Presentation @ ASNAC 2023: Measuring information disorder
In this paper, I introduce a robust framework for quantifying ‘information disorder’ within diverse information spaces, detailing its measurement methodology and demonstrating its applicability through two case studies. I define ‘information disorder’ as the probability of encountering consistent information for effective decision-making. An ‘information space’ is conceptualised as a multilayer graph, where each node signifies semantic content, such as a sentence in a Wikipedia article or a social media post. Nodes within this graph are connected through four types of edges that signify 1) agreement, 2) disagreement, 3) redundancy (i.e. equivalence), and 4) shared reference (i.e. pointing to the same domain/content).
I calculate the disorder metric based on a weighted sample of content, where weights are determined by the (approximated) probability that a recommender system will serve the content. This sampling approach not only reduces computational effort but also enables assessment when full data access is unavailable (which, of course, is generally the case). The density of each layer of the multilayer graph resulting from the sampling is used to compute a measure of information disorder using this simple formula: (agreement - disagreement) + redundant + SameSource. By definition, a negative score will indicate information disorder, as conflicting information outweighs concordant and redundant information and the presence of common sources. The same sample is also used to measure the degree of singularism and pluralism, providing additional insights about information diffusion within an information space. The degree of singularism/pluralism is computed by dividing the number of communities of a graph resulting from flattening the agreement, redundant and SameSource layers by the number of nodes. A value approaching zero will indicate extreme pluralism, and conversely, a value approaching 1 extreme singularism.

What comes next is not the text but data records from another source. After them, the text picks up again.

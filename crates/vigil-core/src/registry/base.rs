//! Base registry trait and implementation.
//!
//! Shared by the monitor type and notification type registries.

#[cfg(test)]
#[path = "base_tests.rs"]
mod tests;

use dashmap::DashMap;
use dashmap::mapref::entry::Entry;
use std::sync::Arc;

use vigil_protocols::error::ExtensionError;

/// Trait for items that can be stored in a registry.
pub trait Registerable: Send + Sync {
    /// Returns the unique name for this item.
    fn registry_id(&self) -> &str;
}

/// Generic name-keyed registry.
///
/// Thread-safe; registration rejects duplicate names.
pub struct BaseRegistry<T: ?Sized + Registerable> {
    items: DashMap<String, Arc<T>>,
}

impl<T: ?Sized + Registerable> BaseRegistry<T> {
    /// Create a new empty registry.
    pub fn new() -> Self {
        Self {
            items: DashMap::new(),
        }
    }

    /// Register an item.
    ///
    /// Returns an error if an item with the same name is already registered.
    pub fn register(&self, item: Arc<T>) -> Result<(), ExtensionError> {
        let id = item.registry_id().to_string();

        match self.items.entry(id) {
            Entry::Occupied(entry) => Err(ExtensionError::AlreadyRegistered(entry.key().clone())),
            Entry::Vacant(entry) => {
                entry.insert(item);
                Ok(())
            }
        }
    }

    /// Unregister an item by name.
    pub fn unregister(&self, id: &str) -> Result<(), ExtensionError> {
        self.items
            .remove(id)
            .ok_or_else(|| ExtensionError::NotFound(id.to_string()))?;
        Ok(())
    }

    /// Get an item by name.
    pub fn get(&self, id: &str) -> Option<Arc<T>> {
        self.items.get(id).map(|item| item.clone())
    }

    pub fn contains(&self, id: &str) -> bool {
        self.items.contains_key(id)
    }

    /// List all registered names, sorted.
    pub fn list_ids(&self) -> Vec<String> {
        let mut ids: Vec<String> = self.items.iter().map(|item| item.key().clone()).collect();
        ids.sort();
        ids
    }

    pub fn len(&self) -> usize {
        self.items.len()
    }

    pub fn is_empty(&self) -> bool {
        self.items.is_empty()
    }
}

impl<T: ?Sized + Registerable> Default for BaseRegistry<T> {
    fn default() -> Self {
        Self::new()
    }
}
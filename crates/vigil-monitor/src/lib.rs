//! # Vigil Monitor
//!
//! Periodic health-monitoring and alerting engine.
//!
//! ## Features
//!
//! - Per-monitor run periods for node-local checks
//! - Cluster-gated checks and notification fan-out under a named lock
//! - Sliding-window smoothing of raw check values
//! - Severity-based delivery to pluggable notification types
//! - TTL-bounded caching of monitor and notification definitions

pub mod cache;
pub mod config;
pub mod dispatcher;
pub mod emitter;
pub mod fanout;
pub mod local_lock;
pub mod lock;
pub mod memory_store;
pub mod notification_types;
pub mod scheduler;
pub mod service;
pub mod window;

#[cfg(test)]
mod test_support;

pub use cache::DefinitionCache;
pub use config::MonitorSettings;
pub use dispatcher::CheckDispatcher;
pub use emitter::EventEmitter;
pub use fanout::NotificationFanout;
pub use local_lock::LocalClusterLock;
pub use lock::ClusterLockGuard;
pub use memory_store::MemoryMonitorStore;
pub use notification_types::{LogNotificationType, WebhookNotificationType};
pub use scheduler::{ClusterScheduler, LocalScheduler};
pub use service::{CycleReport, MonitorService, MonitorServiceBuilder};
pub use window::WindowAverager;

pub use vigil_protocols::MonitorError;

We apply this methodology to assess information disorder at multiple time points in different information spaces: the entire English Wikipedia at the onset of the COVID-19 pandemic and selected Reddit threaded conversations. The relations between semantic content nodes needed to define layers 1), 2) and 3) are coded using the text-embedding-ada-002 through OpenAI’s API using this prompt: “Considering their meaning, are the following two sentences in agreement, disagreement, or equivalent?”. Instead, the relations of layer 4) are defined by comparing the domain of the embedded URLs (when present). A measure of the disorder of an information system like a social media platform that is scalable because automatically generated leveraging the growing capabilities of LLMs is useful as it allows monitoring in near-real-time the overall health of an information space. But it becomes critical during an information crisis (e.g.a pandemic or an election) when disorders can cause severe harm to people and institutions.